Visitors were welcomed to the festival from 11 a.m. through 4 p.m., though the gardens remained open perusal until 6 p.m.

Scattered around the botanical garden were small tents with arts and crafts projects, local merchant booths selling handmade creations and performers who dazzled their audiences with entertaining explanations of natural systems.

“Together we reckon with how the climate crisis is impacting our lives and adopt practical changes on a local level to counteract climate change–not just for Earth Month, but every day moving forward,” the event page for the festival read.
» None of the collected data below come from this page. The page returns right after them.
use rustc_hash::{FxHashMap, FxHashSet};

use crate::error::{ErrorKind, ExpressionError, Result};
use crate::table::TruthTable;

/// Assigns a fresh letter to every variable of `theirs` that also occurs in
/// `ours`, in the order the collisions appear in `theirs`.
///
/// Fresh letters are taken alphabetically from those used by neither side.
pub fn rename_collisions(ours: &[char], theirs: &[char]) -> Result<FxHashMap<char, char>> {
    let mut used: FxHashSet<char> = ours.iter().chain(theirs).copied().collect();
    let mut renaming = FxHashMap::default();

    for var in theirs.iter().filter(|v| ours.contains(v)) {
        if renaming.contains_key(var) {
            continue;
        }

        let fresh = ('A'..='Z').find(|c| !used.contains(c)).ok_or_else(|| {
            ExpressionError::new(
                ErrorKind::AlphabetExhausted,
                format!("no unused letter left to rename {var}"),
            )
        })?;

        used.insert(fresh);
        renaming.insert(*var, fresh);
    }

    Ok(renaming)
}

impl TruthTable {
    /// Builds `(self)operator(other)`.
    ///
    /// With `distinct`, variables of `other` that collide with ours are renamed
    /// first; otherwise they are unified with ours.
    pub fn merging(&self, other: &TruthTable, operator: char, distinct: bool) -> Result<String> {
        self.operators().lookup(operator)?;

        let theirs = if distinct {
            let ours: Vec<char> = self.expression().chars().filter(char::is_ascii_uppercase).collect();
            let vars: Vec<char> = other.expression().chars().filter(char::is_ascii_uppercase).collect();
            let renaming = rename_collisions(&ours, &vars)?;

            other
                .expression()
                .chars()
                .map(|c| renaming.get(&c).copied().unwrap_or(c))
                .collect()
        } else {
            other.expression().to_string()
        };

        Ok(format!("({}){operator}({theirs})", self.expression()))
    }

    /// Replaces our expression with the composite of [`TruthTable::merging`].
    pub fn merge(&mut self, other: &TruthTable, operator: char, distinct: bool) -> Result<()> {
        let composite = self.merging(other, operator, distinct)?;

        log::debug!("merge into {composite}");

        self.set_expression(&composite)
    }

    /// Like [`TruthTable::merge`], but returns a new table using a copy of our
    /// operators.
    pub fn merged(&self, other: &TruthTable, operator: char, distinct: bool) -> Result<TruthTable> {
        let composite = self.merging(other, operator, distinct)?;

        TruthTable::with_operators(&composite, self.operators().clone())
    }
}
One of the arts tents was for making “flower crowns.” Volunteers and garden staff used bulletin board borders as the base of the crown, measuring it around the visitors’ heads. Then the crafters could use pipe cleaners, pom poms and tissue paper to create fake flowers and other designs to decorate their crowns with.

Another arts tent showed kids what beehives look like by using toilet paper tubes and colored paper to make cells in a hive. By rolling the colored paper into tubes, taping it closed and fitting it into the toilet paper roll over and over again, crafters were able to create the “cells” of the honeycomb.

Yet another bee themed craft was to make a honeybee itself. After coloring in and decorating a design of a bee on yellow cardstock, visitors then cut the bee shapes out and attached them to sticks.

A popular craft with the kids was making a “bug hotel” — a container filled with hay and bamboo tubes for bugs like lone carpenter bees and other creepy crawlers to hang out in.

Crafters were encouraged to decorate their hotels with the acrylic paint provided, and were allowed to leave their creations at the garden for the farm to use or to take them home to go in their own gardens.

In addition to arts and crafts, visitors could watch a performance about the earth. A performer dressed as the earth sang and danced alongside a performer dressed as the moon. They asked the audience what their favorite things about the earth were and sang about their own favorite parts.

People dressed in compost bags, bottle recycle bin and paper recycle bin costumes walked around the festival throughout the day, posing for photos and joining the earth and moon performance.

A local high school marching band also performed at the festival, entertaining a crowd with its sparkly black and gold costumes.

All in all, it was a day filled with arts activities, environmental education and family fun.